▸ **Exercise prompt**: If a line in the entries contains the word "Serialization", list it.

▸ **Dataset content**:
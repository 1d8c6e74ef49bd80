//! The [`Serializable`] trait and its implementations for primitive TL types.
//!
//! Everything is little-endian and padded to a 4-byte boundary, as described
//! by the [MTProto Binary Serialization] rules.
//!
//! [MTProto Binary Serialization]: https://core.telegram.org/mtproto/serialize

/// Constructor ID of the boxed `Vector t` type.
pub const VECTOR_ID: u32 = 0x1cb5c415;

/// Serialize `self` into TL binary format.
pub trait Serializable {
    /// Appends the serialized form of `self` to `buf`.
    fn serialize(&self, buf: &mut impl Extend<u8>);

    /// Convenience: allocate a fresh `Vec<u8>` and serialize into it.
    fn to_bytes(&self) -> Vec<u8> {
        let mut v = Vec::new();
        self.serialize(&mut v);
        v
    }
}

// ─── bool ────────────────────────────────────────────────────────────────────

/// `true`  → `boolTrue#997275b5`
/// `false` → `boolFalse#bc799737`
impl Serializable for bool {
    fn serialize(&self, buf: &mut impl Extend<u8>) {
        let id: u32 = if *self { 0x997275b5 } else { 0xbc799737 };
        id.serialize(buf);
    }
}

// ─── numbers / fixed-size blobs ──────────────────────────────────────────────

macro_rules! le_bytes {
    ($($ty:ty),+) => {$(
        impl Serializable for $ty {
            fn serialize(&self, buf: &mut impl Extend<u8>) {
                buf.extend(self.to_le_bytes());
            }
        }
    )+};
}

le_bytes!(i32, u32, i64, f64);

/// `int128` and `int256` are raw byte arrays, written as-is.
impl<const N: usize> Serializable for [u8; N] {
    fn serialize(&self, buf: &mut impl Extend<u8>) {
        buf.extend(self.iter().copied());
    }
}

// ─── strings / bytes ─────────────────────────────────────────────────────────

/// Writes the TL `bytes` encoding of `data`.
///
/// * `len ≤ 253`: `[len][data][pad]`
/// * `len ≥ 254`: `[0xfe][len: 3 bytes LE][data][pad]`
///
/// where `pad` zero-fills to the next multiple of 4.
pub fn serialize_bytes(data: &[u8], buf: &mut impl Extend<u8>) {
    let len = data.len();
    let header_len = if len <= 253 {
        buf.extend([len as u8]);
        1
    } else {
        buf.extend([0xfe, len as u8, (len >> 8) as u8, (len >> 16) as u8]);
        4
    };
    buf.extend(data.iter().copied());
    let padding = (4 - (header_len + len) % 4) % 4;
    buf.extend(std::iter::repeat_n(0u8, padding));
}

impl Serializable for [u8] {
    fn serialize(&self, buf: &mut impl Extend<u8>) {
        serialize_bytes(self, buf);
    }
}

impl Serializable for Vec<u8> {
    fn serialize(&self, buf: &mut impl Extend<u8>) {
        serialize_bytes(self, buf);
    }
}

impl Serializable for String {
    fn serialize(&self, buf: &mut impl Extend<u8>) {
        serialize_bytes(self.as_bytes(), buf);
    }
}

impl Serializable for str {
    fn serialize(&self, buf: &mut impl Extend<u8>) {
        serialize_bytes(self.as_bytes(), buf);
    }
}

// ─── vectors ─────────────────────────────────────────────────────────────────

/// Boxed `Vector<T>`, prefixed with constructor ID `0x1cb5c415`.
impl<T: Serializable> Serializable for Vec<T> {
    fn serialize(&self, buf: &mut impl Extend<u8>) {
        VECTOR_ID.serialize(buf);
        serialize_items(self, buf);
    }
}

/// Bare `vector<T>`: just a count followed by items, no constructor ID.
impl<T: Serializable> Serializable for crate::RawVec<T> {
    fn serialize(&self, buf: &mut impl Extend<u8>) {
        serialize_items(&self.0, buf);
    }
}

fn serialize_items<T: Serializable>(items: &[T], buf: &mut impl Extend<u8>) {
    (items.len() as i32).serialize(buf);
    for item in items {
        item.serialize(buf);
    }
}

// ─── opaque payloads ─────────────────────────────────────────────────────────

/// A [`crate::Blob`] is already serialized; it is written through untouched.
impl Serializable for crate::Blob {
    fn serialize(&self, buf: &mut impl Extend<u8>) {
        buf.extend(self.0.iter().copied());
    }
}

impl<T: Serializable + ?Sized> Serializable for &T {
    fn serialize(&self, buf: &mut impl Extend<u8>) {
        (**self).serialize(buf);
    }
}
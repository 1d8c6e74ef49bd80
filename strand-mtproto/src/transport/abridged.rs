use super::{Transport, TransportError, check_len, check_status};

/// [Abridged] framing: `0xef` once, then `len/4` as one byte (or `0x7f` and
/// three little-endian bytes) before each payload.
///
/// [Abridged]: https://core.telegram.org/mtproto/mtproto-transports#abridged
#[derive(Debug, Default)]
pub struct Abridged {
    buffer: Vec<u8>,
}

impl Abridged {
    pub fn new() -> Self { Self::default() }
}

impl Transport for Abridged {
    fn init(&mut self) -> Vec<u8> { vec![0xef] }

    fn pack(&mut self, payload: &[u8], out: &mut Vec<u8>) {
        debug_assert_eq!(payload.len() % 4, 0);
        let words = payload.len() / 4;
        if words < 0x7f {
            out.push(words as u8);
        } else {
            out.push(0x7f);
            out.extend_from_slice(&(words as u32).to_le_bytes()[..3]);
        }
        out.extend_from_slice(payload);
    }

    fn feed(&mut self, bytes: &[u8]) { self.buffer.extend_from_slice(bytes); }

    fn next_frame(&mut self) -> Result<Option<Vec<u8>>, TransportError> {
        let Some(&first) = self.buffer.first() else {
            return Ok(None);
        };
        let (header, words) = match first {
            0x7f => {
                if self.buffer.len() < 4 {
                    return Ok(None);
                }
                let b = &self.buffer[1..4];
                (4, u32::from_le_bytes([b[0], b[1], b[2], 0]) as usize)
            }
            w if w < 0x7f => (1, w as usize),
            other => return Err(TransportError::BadLen { got: i64::from(other) }),
        };
        let len = words * 4;
        check_len(len)?;
        if self.buffer.len() < header + len {
            return Ok(None);
        }
        let frame = self.buffer[header..header + len].to_vec();
        self.buffer.drain(..header + len);
        check_status(frame).map(Some)
    }

    fn obfuscation_tag(&self) -> Option<[u8; 4]> { Some([0xef; 4]) }
}

#[cfg(test)]
mod tests {
    use super::*;

    #[test]
    fn short_header() {
        let mut out = Vec::new();
        Abridged::new().pack(&[0; 8], &mut out);
        assert_eq!(out[0], 2);
        assert_eq!(out.len(), 9);
    }

    #[test]
    fn long_header_from_0x7f_words() {
        let payload = vec![7u8; 0x7f * 4];
        let mut out = Vec::new();
        Abridged::new().pack(&payload, &mut out);
        assert_eq!(&out[..4], &[0x7f, 0x7f, 0, 0]);

        let mut rx = Abridged::new();
        rx.feed(&out);
        assert_eq!(rx.next_frame().unwrap(), Some(payload));
    }

    #[test]
    fn high_bit_header_is_rejected() {
        let mut rx = Abridged::new();
        rx.feed(&[0x80]);
        assert_eq!(rx.next_frame(), Err(TransportError::BadLen { got: 0x80 }));
    }
}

▸ **Response area**:
//! by the [MTProto Binary Serialization] rules.
//! [MTProto Binary Serialization]: https://core.telegram.org/mtproto/serialize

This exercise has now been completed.